Though he sought by these means to love God fully, he found no consolation. He was increasingly terrified of the wrath of God: "When it is touched by this passing inundation of the eternal, the soul feels and drinks nothing but eternal punishment."
During his early years, whenever Luther read what would become the famous "Reformation text"—Romans 1:17—his eyes were drawn not to the word faith, but to the word righteous. Who, after all, could "live by faith" but those who were already righteous? The text was clear on the matter: "the righteous shall live by faith."
Luther remarked, "I hated that word, 'the righteousness of God,' by which I had been taught according to the custom and use of all teachers ... [that] God is righteous and punishes the unrighteous sinner." The young Luther could not live by faith because he was not righteous—and he knew it.
Meanwhile, he was ordered to take his doctorate in the Bible and become a professor at Wittenberg University. During lectures on the Psalms (in 1513 and 1514) and a study of the Book of Romans, he began to see a way through his dilemma. "At last meditating day and night, by the mercy of God, I ... began to understand that the righteousness of God is that through which the righteous live by a gift of God, namely by faith… Here I felt as if I were entirely born again and had entered paradise itself through the gates that had been flung open."

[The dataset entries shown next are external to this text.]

#[cfg(test)]
mod tests {
    use alloc::string::ToString;

    use crate::assert_approx_eq;
    use crate::math::angle::degs;
    use crate::math::mat::{rotate, scale3, translate3};

    use super::*;

    #[test]
    fn default_order_is_trs() {
        assert_eq!(TransformOrder::default(), TransformOrder::TRS);
    }

    #[test]
    fn from_index() {
        assert_eq!(TransformOrder::from_index(0), TransformOrder::TRS);
        assert_eq!(TransformOrder::from_index(3), TransformOrder::RST);
        assert_eq!(TransformOrder::from_index(14), TransformOrder::ST);
        assert_eq!(TransformOrder::from_index(15), TransformOrder::TRS);
        assert_eq!(TransformOrder::from_index(usize::MAX), TransformOrder::TRS);
    }

    #[test]
    fn from_str() {
        assert_eq!("rts".parse(), Ok(TransformOrder::RTS));
        assert_eq!(" SR ".parse(), Ok(TransformOrder::SR));
        assert_eq!("XYZ".parse(), Ok(TransformOrder::TRS));
        assert_eq!("".parse(), Ok(TransformOrder::TRS));
    }

    #[test]
    fn display_long_names() {
        assert_eq!(
            TransformOrder::TRS.to_string(),
            "Translation, Rotation, Scale"
        );
        assert_eq!(TransformOrder::SR.to_string(), "Scale, Rotation");
        assert_eq!(TransformOrder::T.to_string(), "Translation");
    }

    #[test]
    fn reverse_reverses_steps() {
        for o in TransformOrder::ALL {
            let fwd = o.steps();
            let rev = o.reverse().steps();
            assert_eq!(fwd.len(), rev.len());
            assert!(fwd.iter().eq(rev.iter().rev()), "{o:?}");
            assert_eq!(o.reverse().reverse(), o);
        }
    }

    #[test]
    fn every_order_is_distinct() {
        for (i, a) in TransformOrder::ALL.iter().enumerate() {
            for b in &TransformOrder::ALL[i + 1..] {
                assert_ne!(a.steps(), b.steps());
            }
        }
    }

    #[test]
    fn scale_to_rejects_zero() {
        let mut tr = Transform3::IDENTITY;
        assert!(tr.scale_to(vec3(2.0, 3.0, 4.0)));
        assert!(!tr.scale_to(vec3(1.0, 0.0, 1.0)));
        assert_eq!(tr.scale(), vec3(2.0, 3.0, 4.0));
        assert!(!tr.scale_by(vec3(0.0, 1.0, 1.0)));
        assert!(tr.scale_by(vec3(0.5, -1.0, 1.0)));
        assert_eq!(tr.scale(), vec3(1.0, -3.0, 4.0));

        let tr = Transform2::new(Vec2::zero(), degs(0.0), vec2(0.0, 5.0));
        assert_eq!(tr.scale(), vec2(1.0, 1.0));
    }

    #[test]
    fn rotate_by_is_local() {
        let mut tr = Transform3::IDENTITY;
        tr.rotate_by(degs(90.0), Vec3::Y);
        tr.rotate_by(degs(90.0), Vec3::X);
        // Second rotation is about the already rotated x-axis
        assert_approx_eq!(tr.right(), vec3(0.0, 0.0, -1.0));
        assert_approx_eq!(tr.up(), vec3(1.0, 0.0, 0.0));
        assert_approx_eq!(tr.forward(), vec3(0.0, -1.0, 0.0));
    }

    #[test]
    fn rotate_by_zero_axis_is_noop() {
        let mut tr = Transform3::IDENTITY;
        tr.rotate_by(degs(30.0), Vec3::X);
        let before = tr;
        tr.rotate_by(degs(30.0), Vec3::zero());
        assert_eq!(tr, before);
        tr.rotate_to(Quat::new(0.0, Vec3::zero()));
        assert_eq!(tr, before);
    }

    #[test]
    fn move_by_local_follows_rotation() {
        let mut tr = Transform3::IDENTITY;
        tr.rotate_by(degs(90.0), Vec3::Z);
        tr.move_by_local(vec3(1.0, 0.0, 0.0));
        assert_approx_eq!(tr.loc(), vec3(0.0, 1.0, 0.0));
        tr.move_by(vec3(1.0, 0.0, 0.0));
        assert_approx_eq!(tr.loc(), vec3(1.0, 1.0, 0.0));
    }

    #[test]
    fn to_matrix_trs() {
        let axis = vec3(1.0, 2.0, 3.0);
        let tr = Transform3::new(
            vec3(-1.0, 0.5, 2.0),
            Quat::from_axis_angle(axis, degs(50.0)),
            vec3(2.0, 3.0, 0.5),
        );
        let expected: Mat4 = translate3(-1.0, 0.5, 2.0)
            * rotate(axis, degs(50.0))
            * scale3(2.0, 3.0, 0.5);
        assert_approx_eq!(tr.to_matrix(TransformOrder::TRS), expected);
    }

    #[test]
    fn to_matrix_of_partial_orders_skips_components() {
        let tr = Transform3::new(
            vec3(1.0, 2.0, 3.0),
            Quat::from_axis_angle(Vec3::<()>::X, degs(30.0)),
            vec3(2.0, 2.0, 2.0),
        );
        let expected: Mat4 = translate3(1.0, 2.0, 3.0);
        assert_eq!(tr.to_matrix(TransformOrder::T), expected);
        let expected: Mat4 = scale3(2.0, 2.0, 2.0) * translate3(1.0, 2.0, 3.0);
        assert_eq!(tr.to_matrix(TransformOrder::ST), expected);
    }

    #[test]
    fn decompose_recovers_trs() {
        let tr = Transform3::new(
            vec3(3.0, -1.0, 0.25),
            Quat::from_axis_angle(vec3::<()>(-2.0, 1.0, 0.5), degs(140.0)),
            vec3(0.5, 2.0, 1.5),
        );
        let m = tr.to_matrix(TransformOrder::TRS);
        let dec = Transform3::from_matrix(&m);
        assert_approx_eq!(dec.loc(), tr.loc(), eps = 1e-5);
        assert_approx_eq!(dec.scale(), tr.scale(), eps = 1e-5);
        assert_approx_eq!(dec.to_matrix(TransformOrder::TRS), m, eps = 1e-4);
    }

    #[test]
    fn decompose_mirror_flips_y() {
        let m: Mat4 = scale3(1.0, 1.0, -1.0);
        let dec = Transform3::from_matrix(&m);
        assert_approx_eq!(dec.scale(), vec3(1.0, -1.0, 1.0));
        assert_approx_eq!(dec.to_matrix(TransformOrder::TRS), m);
    }

    #[test]
    fn decompose_degenerate_is_finite() {
        let m: Mat4 = scale3(0.0, 0.0, 0.0);
        let dec = Transform3::from_matrix(&m);
        assert_eq!(dec.scale(), vec3(1.0, 1.0, 1.0));
        assert!(dec.to_matrix(TransformOrder::TRS).is_finite());
    }

    #[test]
    fn transform2_matches_mat3() {
        let tr = Transform2::new(vec2(1.0, -2.0), degs(30.0), vec2(2.0, 0.5));
        let p = vec2(0.5, 4.0);
        for o in TransformOrder::ALL {
            let m3 = tr.to_mat3(o).apply(&p);
            let m4 = tr.to_matrix(o).apply(&p.to_vec3(0.0));
            assert_approx_eq!(m4, m3.to_vec3(0.0), eps = 1e-5);
        }
    }

    #[test]
    fn transform2_axes() {
        let mut tr = Transform2::IDENTITY;
        tr.rotate_by(degs(90.0));
        assert_approx_eq!(tr.right(), vec2(0.0, 1.0));
        assert_approx_eq!(tr.up(), vec2(-1.0, 0.0));
        tr.rotate_to(degs(0.0));
        assert_eq!(tr.right(), vec2(1.0, 0.0));
    }
}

On the heels of this new understanding came others. To Luther the church was no longer the institution defined by apostolic succession; instead it was the community of those who had been given faith. Salvation came not by the sacraments as such but by faith. The idea that human beings had a spark of goodness (enough to seek out God) was not a foundation of theology but was taught only by "fools." Humility was no longer a virtue that earned grace but a necessary response to the gift of grace. Faith no longer consisted of assenting to the church's teachings but of trusting the promises of God and the merits of Christ.
It wasn't long before the revolution in Luther's heart and mind played itself out in all of Europe.
"Here I stand"
It started on All Saints' Eve, 1517, when Luther publicly objected to the way preacher Johann Tetzel was selling indulgences. These were documents prepared by the church and bought by individuals either for themselves or on behalf of the dead that would release them from punishment due to their sins. As Tetzel preached, "Once the coin into the coffer clings, a soul from purgatory heavenward springs!"
Luther questioned the church's trafficking in indulgences and called for a public debate of 95 theses he had written. Instead, his 95 Theses spread across Germany as a call to reform, and the issue quickly became not indulgences but the authority of the church: Did the pope have the right to issue indulgences?
Events quickly accelerated. At a public debate in Leipzig in 1519, when Luther declared that "a simple layman armed with the Scriptures" was superior to both pope and councils without them, he was threatened with excommunication.
Luther replied to the threat with his three most important treatises: The Address to the Christian Nobility, The Babylonian Captivity of the Church, and On the Freedom of a Christian. In the first, he argued that all Christians were priests, and he urged rulers to take up the cause of church reform. In the second, he reduced the seven sacraments to two (baptism and the Lord's Supper). In the third, he told Christians they were free from the law (especially church laws) but bound in love to their neighbors.
In 1521 he was called to an assembly at Worms, Germany, to appear before Charles V, Holy Roman Emperor. Luther arrived prepared for another debate; he quickly discovered it was a trial at which he was asked to recant his views.
Luther replied, "Unless I can be instructed and convinced with evidence from the Holy Scriptures or with open, clear, and distinct grounds of reasoning ... then I cannot and will not recant, because it is neither safe nor wise to act against conscience." Then he added, "Here I stand. I can do no other. God help me! Amen."
By the time an imperial edict calling Luther "a convicted heretic"was issued, he had escaped to Wartburg Castle, where he hid for ten months.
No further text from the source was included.